CassandraTombstoneDump #
Cassandra tombstone dump - {{ $labels.cassandra_cluster }}
Alert Rule
alert: CassandraTombstoneDump
annotations:
description: |-
Cassandra tombstone dump - {{ $labels.cassandra_cluster }}
VALUE = {{ $value }}
LABELS = {{ $labels }}
runbook: https://srerun.github.io/prometheus-alerts/runbooks/instaclustr-cassandra-exporter/cassandratombstonedump/
summary: Cassandra tombstone dump (instance {{ $labels.instance }})
expr: avg(cassandra_table_tombstones_scanned{quantile="0.99"}) by (instance,cassandra_cluster,keyspace)
> 100
for: 2m
labels:
severity: critical
Here is a sample runbook for the CassandraTombstoneDump alert:
Meaning #
The CassandraTombstoneDump alert is triggered when the 99th percentile of Cassandra table tombstones scanned exceeds 100 per instance, cluster, and keyspace.

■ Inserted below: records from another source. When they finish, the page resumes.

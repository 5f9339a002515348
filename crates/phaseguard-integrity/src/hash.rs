//! Ruleset and activation hashes.
//!
//! Both hashes are BLAKE3 over JCS documents, so field order in the inputs
//! never changes a digest. The activation hash is built from one digest per
//! [`HashCategory`]; comparing two activations diffs those digests and names
//! exactly which categories moved.

use serde::{Deserialize, Serialize};
use std::collections::{BTreeMap, BTreeSet};
use std::fmt;
use std::str::FromStr;

use phaseguard_reason::{ReasonCode, ReasonPayload, payload_of};
use phaseguard_state::IntegrityHashes;
use phaseguard_utils::canonicalization::hash_jcs;
use phaseguard_utils::types::ExecutionMode;

use crate::bundle::BundleManifest;
use crate::error::IntegrityError;

/// Input category of the activation hash.
#[derive(Debug, Clone, Copy, PartialEq, Eq, Hash, PartialOrd, Ord, Serialize, Deserialize)]
#[serde(rename_all = "snake_case")]
pub enum HashCategory {
    EngineVersion,
    PackHash,
    Lockfile,
    Capabilities,
    ResolvedPaths,
}

impl HashCategory {
    pub const ALL: [HashCategory; 5] = [
        Self::EngineVersion,
        Self::PackHash,
        Self::Lockfile,
        Self::Capabilities,
        Self::ResolvedPaths,
    ];

    #[must_use]
    pub const fn as_str(&self) -> &'static str {
        match self {
            Self::EngineVersion => "engine_version",
            Self::PackHash => "pack_hash",
            Self::Lockfile => "lockfile",
            Self::Capabilities => "capabilities",
            Self::ResolvedPaths => "resolved_paths",
        }
    }
}

impl fmt::Display for HashCategory {
    fn fmt(&self, f: &mut fmt::Formatter<'_>) -> fmt::Result {
        f.write_str(self.as_str())
    }
}

impl FromStr for HashCategory {
    type Err = String;

    fn from_str(s: &str) -> Result<Self, Self::Err> {
        Self::ALL
            .into_iter()
            .find(|c| c.as_str() == s)
            .ok_or_else(|| format!("unknown hash category '{s}'"))
    }
}

/// Logged reason for an intentional hash change.
#[derive(Debug, Clone, PartialEq, Eq, Serialize, Deserialize)]
#[serde(tag = "cause", rename_all = "kebab-case")]
pub enum ChangeCause {
    EngineUpgrade { from: String, to: String },
    BundleVersionBump { bundle: String, from: String, to: String },
    CapabilityChange { detail: String },
    PathChange { detail: String },
}

impl ChangeCause {
    /// Categories this cause accounts for.
    #[must_use]
    pub fn explains(&self) -> &'static [HashCategory] {
        match self {
            Self::EngineUpgrade { .. } => &[HashCategory::EngineVersion],
            Self::BundleVersionBump { .. } => &[HashCategory::PackHash, HashCategory::Lockfile],
            Self::CapabilityChange { .. } => &[HashCategory::Capabilities],
            Self::PathChange { .. } => &[HashCategory::ResolvedPaths],
        }
    }
}

#[derive(Serialize)]
struct RulesetDocument<'a> {
    manifests: Vec<&'a BundleManifest>,
    /// `(path, blake3)` in resolution order
    files: Vec<(&'a str, &'a str)>,
    compatibility: BTreeMap<&'a str, bool>,
}

/// Hash of the resolved rule bundles, in resolution order.
///
/// `file_hashes` are the digests actually observed on disk, one list per
/// manifest, aligned with `manifests`.
pub fn ruleset_hash(
    manifests: &[BundleManifest],
    file_hashes: &[Vec<(String, String)>],
) -> Result<String, IntegrityError> {
    let doc = RulesetDocument {
        manifests: manifests.iter().collect(),
        files: file_hashes
            .iter()
            .flatten()
            .map(|(path, digest)| (path.as_str(), digest.as_str()))
            .collect(),
        compatibility: manifests
            .iter()
            .flat_map(|m| m.compatibility.iter().map(|(k, v)| (k.as_str(), *v)))
            .collect(),
    };
    Ok(hash_jcs(&doc)?)
}

/// Capability facts that feed the `capabilities` category.
#[derive(Debug, Clone, Default, PartialEq, Eq, Serialize, Deserialize)]
pub struct Capabilities {
    pub repo_facts: BTreeMap<String, String>,
    pub signals: BTreeMap<String, bool>,
    pub execution_mode: ExecutionMode,
}

/// Everything the activation hash covers.
#[derive(Debug, Clone, PartialEq, Eq, Serialize, Deserialize)]
pub struct ActivationInputs {
    pub engine_version: String,
    /// Ruleset hash of the selected bundle set
    pub pack_hash: String,
    /// BLAKE3 of the raw lock file bytes
    pub lockfile: String,
    pub capabilities: Capabilities,
    pub resolved_paths: BTreeMap<String, String>,
}

impl ActivationInputs {
    fn category_digests(&self) -> Result<BTreeMap<HashCategory, String>, IntegrityError> {
        let mut out = BTreeMap::new();
        out.insert(HashCategory::EngineVersion, hash_jcs(&self.engine_version)?);
        out.insert(HashCategory::PackHash, hash_jcs(&self.pack_hash)?);
        out.insert(HashCategory::Lockfile, hash_jcs(&self.lockfile)?);
        out.insert(HashCategory::Capabilities, hash_jcs(&self.capabilities)?);
        out.insert(HashCategory::ResolvedPaths, hash_jcs(&self.resolved_paths)?);
        Ok(out)
    }

    /// Compute the hashes persisted beside session state.
    pub fn hashes(&self) -> Result<IntegrityHashes, IntegrityError> {
        let digests = self.category_digests()?;
        let categories: BTreeMap<String, String> = digests
            .iter()
            .map(|(c, d)| (c.as_str().to_string(), d.clone()))
            .collect();
        Ok(IntegrityHashes {
            ruleset_hash: self.pack_hash.clone(),
            activation_hash: hash_jcs(&categories)?,
            categories,
        })
    }
}

/// One category whose digest moved.
#[derive(Debug, Clone, PartialEq, Eq, Serialize, Deserialize)]
pub struct CategoryDrift {
    pub category: HashCategory,
    pub previous: String,
    pub current: String,
}

/// Result of comparing an activation against the persisted one.
#[derive(Debug, Clone, PartialEq, Eq, Serialize)]
#[serde(tag = "verdict", rename_all = "kebab-case")]
pub enum HashVerdict {
    /// Nothing persisted yet
    FirstActivation,
    Unchanged,
    /// Every changed category has a logged cause
    Explained { drift: Vec<CategoryDrift> },
    /// At least one changed category has no cause
    Mismatch {
        drift: Vec<CategoryDrift>,
        unexplained: Vec<HashCategory>,
    },
}

impl HashVerdict {
    #[must_use]
    pub fn is_mismatch(&self) -> bool {
        matches!(self, Self::Mismatch { .. })
    }

    /// Changed categories, sorted.
    #[must_use]
    pub fn changed(&self) -> Vec<HashCategory> {
        match self {
            Self::Explained { drift } | Self::Mismatch { drift, .. } => {
                drift.iter().map(|d| d.category).collect()
            }
            _ => Vec::new(),
        }
    }

    /// Reason to attach, if the verdict needs one.
    #[must_use]
    pub fn reason(&self) -> Option<(ReasonCode, ReasonPayload)> {
        let code = match self {
            Self::Mismatch { .. } => ReasonCode::HashMismatch,
            Self::Explained { .. } => ReasonCode::HashChangeExplained,
            Self::FirstActivation | Self::Unchanged => return None,
        };
        let joined = self
            .changed()
            .iter()
            .map(HashCategory::as_str)
            .collect::<Vec<_>>()
            .join(",");
        Some((code, payload_of([("changed_categories", joined)])))
    }
}

/// Diff `current` against `previous` and check each change has a cause.
#[must_use]
pub fn compare(
    previous: Option<&IntegrityHashes>,
    current: &IntegrityHashes,
    causes: &[ChangeCause],
) -> HashVerdict {
    let Some(previous) = previous else {
        return HashVerdict::FirstActivation;
    };
    if previous.activation_hash == current.activation_hash
        && previous.ruleset_hash == current.ruleset_hash
    {
        return HashVerdict::Unchanged;
    }

    let mut drift = Vec::new();
    for category in HashCategory::ALL {
        let before = previous.categories.get(category.as_str());
        let after = current.categories.get(category.as_str());
        if before != after {
            drift.push(CategoryDrift {
                category,
                previous: before.cloned().unwrap_or_default(),
                current: after.cloned().unwrap_or_default(),
            });
        }
    }
    // A ruleset change that somehow left the category digests alone still counts.
    if previous.ruleset_hash != current.ruleset_hash
        && !drift.iter().any(|d| d.category == HashCategory::PackHash)
    {
        drift.push(CategoryDrift {
            category: HashCategory::PackHash,
            previous: previous.ruleset_hash.clone(),
            current: current.ruleset_hash.clone(),
        });
    }
    drift.sort_by(|a, b| a.category.as_str().cmp(b.category.as_str()));

    let explained: BTreeSet<HashCategory> =
        causes.iter().flat_map(|c| c.explains().iter().copied()).collect();
    let unexplained: Vec<HashCategory> = drift
        .iter()
        .map(|d| d.category)
        .filter(|c| !explained.contains(c))
        .collect();

    if drift.is_empty() {
        HashVerdict::Unchanged
    } else if unexplained.is_empty() {
        HashVerdict::Explained { drift }
    } else {
        tracing::warn!(
            unexplained = ?unexplained.iter().map(HashCategory::as_str).collect::<Vec<_>>(),
            "activation hash mismatch"
        );
        HashVerdict::Mismatch { drift, unexplained }
    }
}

This indicates that Cassandra is experiencing high tombstone dumping, which can lead to performance issues and increased latency.
Impact #
High tombstone dumping can cause:
- Increased memory usage and garbage collection pauses
- Slower query performance and increased latency
- Higher disk usage due to bloom filter and index creation
- Potential for Cassandra node crashes or failures
Diagnosis #
To diagnose the issue, follow these steps:
- Check the Cassandra node logs for errors or warnings related to tombstone dumping.
- Verify the Cassandra configuration to ensure that the tombstone threshold is set correctly.
- Check the Cassandra metrics to identify the specific tables and keyspaces experiencing high tombstone dumping.
- Run the
nodetool
command to inspect the Cassandra node’s tombstone statistics.
Mitigation #
To mitigate the issue, follow these steps:
- Increase the Cassandra node’s heap size to accommodate increased memory usage.
- Adjust the Cassandra configuration to optimize tombstone collection and removal.
- Run the
nodetool compact
command to compact the Cassandra data files and remove tombstones. - Consider adding more Cassandra nodes to the cluster to distribute the load and reduce tombstone dumping.
- Monitor the Cassandra metrics and adjust the configuration as needed to prevent future tombstone dumping issues.
Note: This is just a sample runbook, and the specific diagnosis and mitigation steps may vary depending on your Cassandra environment and configuration.